Compaq COBOL
User Manual

Chapter 6
Processing Files and Records

The Compaq COBOL I/O system offers you a wide range of record management techniques while remaining transparent to you. You can select one of several file organizations and access modes, each of which is suited to a particular application. The file organizations available through Compaq COBOL are sequential, line sequential, relative, and indexed. The access modes are sequential, random, and dynamic.

This chapter introduces you to the following Compaq COBOL I/O features:

Defining files and records ( Section 6.1)
Identifying files and records from your Compaq COBOL program ( Section 6.2)
Creating and processing files ( Section 6.3)
Reading files ( Section 6.4)
Updating files ( Section 6.5)
Backing up your files ( Section 6.6)

For information about low-volume or terminal screen I/O using the ACCEPT and DISPLAY statements, see Chapter 11 and refer to the Compaq COBOL Reference Manual.

The operating system provides you with I/O services for handling, controlling, and spooling your I/O needs or requests. Compaq COBOL, through the I/O system, provides you with extensive capabilities for data storage, retrieval, and modification.

On the OpenVMS Alpha operating system, the Compaq COBOL I/O system consists of the Run-Time Library (RTL), which accesses Record Management Services (RMS). (On OpenVMS VAX, COBOL-generated code accesses RMS directly.) Refer to the OpenVMS Record Management Utilities Reference Manual and the OpenVMS Record Management Services Reference Manual for more information about RMS. <>

On the Tru64 UNIX operating system, the Compaq COBOL I/O system consists of the Run-Time Library (RTL) and facilities of Tru64 UNIX. In addition, the facilities of a third-party ISAM package are required for any use of ORGANIZATION INDEXED. <>

6.1 Defining Files and Records

A file is a collection of related records. You can specify the organization and size of a file as well as the record format and physical record size. The system creates a file with these characteristics and stores them with the file. Any program that accesses a file must specify the same characteristics as those that the system stored for that file when creating it.

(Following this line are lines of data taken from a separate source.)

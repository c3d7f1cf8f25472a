use std::collections::BTreeSet;
use std::path::PathBuf;
use std::time::SystemTime;
use serde::{Deserialize, Serialize};
use crate::error::SkipReason;

/// A regular file discovered during a folder walk
#[derive(Debug, Clone, PartialEq, Eq, Serialize, Deserialize)]
pub struct FileEntry {
    /// Path relative to the consolidation root, always `/`-separated
    pub relative_path: String,
    pub absolute_path: PathBuf,
    /// Extension without the leading dot, empty when the file has none
    pub extension: String,
    pub size_bytes: u64,
    pub last_modified: SystemTime,
}

impl FileEntry {
    pub fn new(relative_path: String, absolute_path: PathBuf, metadata: &std::fs::Metadata) -> Self {
        let extension = absolute_path
            .extension()
            .and_then(|s| s.to_str())
            .unwrap_or_default()
            .to_string();

        Self {
            relative_path,
            absolute_path,
            extension,
            size_bytes: metadata.len(),
            last_modified: metadata.modified().unwrap_or(SystemTime::UNIX_EPOCH),
        }
    }
}

/// A file that matched the filter but was left out of the artifact
#[derive(Debug, Clone, PartialEq, Eq, Serialize, Deserialize)]
pub struct SkippedFile {
    pub relative_path: String,
    pub reason: SkipReason,
}

/// Outcome of one completed consolidation run
#[derive(Debug, Clone, Serialize, Deserialize)]
pub struct ConsolidationResult {
    /// Where the artifact was written, including any `.gz` marker
    pub output_path: PathBuf,
    pub included_files: Vec<FileEntry>,
    pub skipped_files: Vec<SkippedFile>,
    /// Length of the uncompressed artifact
    pub total_bytes: u64,
    pub compressed: bool,
}

impl ConsolidationResult {
    pub fn included_paths(&self) -> impl Iterator<Item = &str> {
        self.included_files.iter().map(|f| f.relative_path.as_str())
    }
}

/// Relevant filesystem changes coalesced into one window
#[derive(Debug, Clone)]
pub struct ChangeBatch {
    pub paths: BTreeSet<PathBuf>,
    /// Number of raw notifications folded into this batch
    pub event_count: usize,
    pub first_seen: SystemTime,
}

impl ChangeBatch {
    pub fn new() -> Self {
        Self {
            paths: BTreeSet::new(),
            event_count: 0,
            first_seen: SystemTime::now(),
        }
    }

    pub fn record(&mut self, path: PathBuf) {
        self.event_count += 1;
        self.paths.insert(path);
    }

    pub fn is_empty(&self) -> bool {
        self.paths.is_empty()
    }
}

impl Default for ChangeBatch {
    fn default() -> Self {
        Self::new()
    }
}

A record is a group of related data elements. The space a record needs on a physical device depends on the file organization, the record format, and the number of bytes the record contains.

File organization is described in Section 6.1.1. Record format is described in Section 6.1.2.

6.1.1 File Organization

Compaq COBOL supports the following four types of file organization:

SEQUENTIAL---This organization requires that records be referenced in sequence from the first record to the last. This organization is useful for programs that normally access each record serially. (See the Sequential File Organization section in this chapter.)
LINE SEQUENTIAL (Alpha)--- This organization is essentially the same as sequential. Line sequential allows you to treat files as collections of variable length records, with each record containing one line of printable characters. This organization is useful for programs that access files created by text editors and similar programs. (See the Line Sequential File Organization (Alpha) section in this chapter.) <>
RELATIVE---This organization lets you access records randomly, or sequentially by record number values. While this organization is more flexible than sequential organization, it is less flexible than indexed organization because you cannot insert a record in the middle of your file unless you have an empty cell to contain it. (See the Relative File Organization section in this chapter.)
INDEXED---This organization lets you access records randomly or sequentially, by primary and alternate key values. This is a useful way to organize a file in which records will be added, changed, or deleted upon demand. (See the Indexed File Organization section in this chapter.)

Note

On Tru64 UNIX, a third-party product is required for INDEXED runtime support. Refer to the Read Before Installing... letter for up-to-date details on how to obtain the INDEXED runtime support. <>

Table 6-1 summarizes the advantages and disadvantages of these file organizations.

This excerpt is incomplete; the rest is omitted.